Investigation of the stability of PEG stearate-coated Chitosan nanoparticles loaded with levothyroxine

We report the formation and characterization of PEG stearate (PEG)-coated Chitosan (CS) nanoparticles. Chitosan nanoparticles were synthesized using tripolyphosphate (TPP) via the ionic crosslinking method. Preparation of PEG Stearate-grafted Chitosan is essential to improve the biocompatibility and water solubility of Chitosan. The size and morphologies of Chitosan nanoparticles were measured with transmission electron microscopy and scanning electron microscopy. Sizes of Chitosan nanoparticles were in the range of 150-200 nm. The particle size and zeta potential of PEG Stearate-coated Chitosan had been measured at 187.5 nm by Photon Correlation Spectroscopy (PCS). Drug entrapment efficiency (EE) was obtained to be 99%. The purpose of the present work was to develop a new nanoparticle system, consisting of polymeric nanoparticles coated with PEG Stearate.

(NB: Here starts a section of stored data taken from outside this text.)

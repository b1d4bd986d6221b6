use anyhow::{Context, Result};
use std::path::{Path, PathBuf};
use std::process::Stdio;
use std::time::Duration;
use tokio::process::Command as AsyncCommand;
use tracing::{error, info};

use crate::config::Config;

/// Git operations handler performing clone-or-pull reconciliation
pub struct GitClient {
    program: PathBuf,
    timeout: Duration,
}

/// The reconciliation step a destination path calls for.
///
/// Directory existence is the sole discriminator: a missing destination needs
/// a fresh clone, an existing one is refreshed in place. A partial clone left
/// behind by an interrupted run therefore gets a pull on the next pass, which
/// may fail and is reported like any other git failure.
#[derive(Debug, Clone, Copy, PartialEq, Eq)]
pub enum SyncAction {
    Clone,
    Pull,
}

/// Result of a sync operation
#[derive(Debug, Clone)]
pub enum SyncResult {
    /// Repository was successfully cloned
    Cloned { path: PathBuf },
    /// Repository was successfully pulled
    Pulled { path: PathBuf },
    /// Repository was skipped before any git invocation
    Skipped { path: PathBuf, reason: String },
    /// Operation failed; the local state is left as-is
    Failed { path: PathBuf, error: String },
}

/// Exit status and captured diagnostics of a finished git invocation
#[derive(Debug)]
struct GitOutcome {
    status: std::process::ExitStatus,
    stderr: String,
}

impl GitClient {
    /// Create a new git client with the given configuration
    pub fn new(config: &Config) -> Self {
        Self {
            program: PathBuf::from("git"),
            timeout: Duration::from_secs(config.sync.git_timeout),
        }
    }

    /// Create a client driving an alternative git program (used by tests)
    pub fn with_program(program: impl Into<PathBuf>, timeout: Duration) -> Self {
        Self {
            program: program.into(),
            timeout,
        }
    }

    /// Decide whether a destination needs a clone or a pull
    pub fn plan_action(path: &Path) -> SyncAction {
        if path.exists() {
            SyncAction::Pull
        } else {
            SyncAction::Clone
        }
    }

    /// Ensure `path` holds an up-to-date clone of `remote_url`.
    ///
    /// Failures are terminal but contained at this call: the error is logged
    /// and carried in the returned [`SyncResult`], never raised to the caller.
    pub async fn sync_repository(&self, remote_url: &str, path: &Path) -> SyncResult {
        let action = Self::plan_action(path);

        let outcome = match action {
            SyncAction::Clone => {
                info!("Cloning: {}", path.display());

                let mut command = AsyncCommand::new(&self.program);
                command.arg("clone").arg(remote_url).arg(path);
                self.run(command).await
            }
            SyncAction::Pull => {
                info!("Pulling: {}", path.display());

                let mut command = AsyncCommand::new(&self.program);
                command.arg("-C").arg(path).arg("pull");
                self.run(command).await
            }
        };

        match outcome {
            Ok(outcome) if outcome.status.success() => match action {
                SyncAction::Clone => SyncResult::Cloned {
                    path: path.to_path_buf(),
                },
                SyncAction::Pull => SyncResult::Pulled {
                    path: path.to_path_buf(),
                },
            },
            Ok(outcome) => {
                error!("Git error on {}: {}", path.display(), outcome.stderr);
                SyncResult::Failed {
                    path: path.to_path_buf(),
                    error: outcome.stderr,
                }
            }
            Err(e) => {
                let error = format!("{:#}", e);
                error!("Git error on {}: {}", path.display(), error);
                SyncResult::Failed {
                    path: path.to_path_buf(),
                    error,
                }
            }
        }
    }

    /// Run a prepared git command, discarding stdout and capturing stderr
    async fn run(&self, mut command: AsyncCommand) -> Result<GitOutcome> {
        command
            .stdout(Stdio::null())
            .stderr(Stdio::piped())
            .kill_on_drop(true);

        let output = tokio::time::timeout(self.timeout, command.output())
            .await
            .with_context(|| format!("Git operation timed out after {:?}", self.timeout))?
            .context("Failed to execute git")?;

        Ok(GitOutcome {
            status: output.status,
            stderr: String::from_utf8_lossy(&output.stderr).trim().to_string(),
        })
    }
}

#[cfg(test)]
mod tests {
    use super::*;
    use tempfile::TempDir;

    #[test]
    fn test_plan_action_missing_destination() {
        let temp_dir = TempDir::new().expect("Failed to create temp dir");
        let dest = temp_dir.path().join("repo");

        assert_eq!(GitClient::plan_action(&dest), SyncAction::Clone);
    }

    #[test]
    fn test_plan_action_existing_destination() {
        let temp_dir = TempDir::new().expect("Failed to create temp dir");
        let dest = temp_dir.path().join("repo");
        std::fs::create_dir_all(&dest).expect("Failed to create dest");

        assert_eq!(GitClient::plan_action(&dest), SyncAction::Pull);
    }

    #[tokio::test]
    async fn test_missing_git_binary_is_contained() {
        let temp_dir = TempDir::new().expect("Failed to create temp dir");
        let dest = temp_dir.path().join("repo");

        let client =
            GitClient::with_program("/nonexistent/definitely-not-git", Duration::from_secs(5));
        let result = client
            .sync_repository("https://example.com/team/repo.git", &dest)
            .await;

        match result {
            SyncResult::Failed { path, error } => {
                assert_eq!(path, dest);
                assert!(!error.is_empty());
            }
            other => panic!("Expected Failed, got {:?}", other),
        }
    }
}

The modification procedure led to a reduction in the zeta potential values, varying from +43.3 mV for the uncoated particles to +20 mV for that of PEG Stearate-coated Chitosan. PEG Stearate coated nanoparticles were more stable due to their polymer coating layer which prevented aggregation of Chitosan nanoparticles. Consequently, it is possible that the PEG Stearate surrounds the particles reducing the attachment of enzymes and further degradation of the polymeric cores. Properties nanoparticles were affected by the preparation variables and the coating layer. Chitosan nanoparticles showed a smooth surface and globular shape. In this study, we explored the release behavior of levothyroxine was affected by the coating layer. Coating surface leads to a decrease in the burst release effect compared to uncoated nanoparticle due to gradual release of adsorbed levothyroxine from PEG coated Chitosan nanoparticles.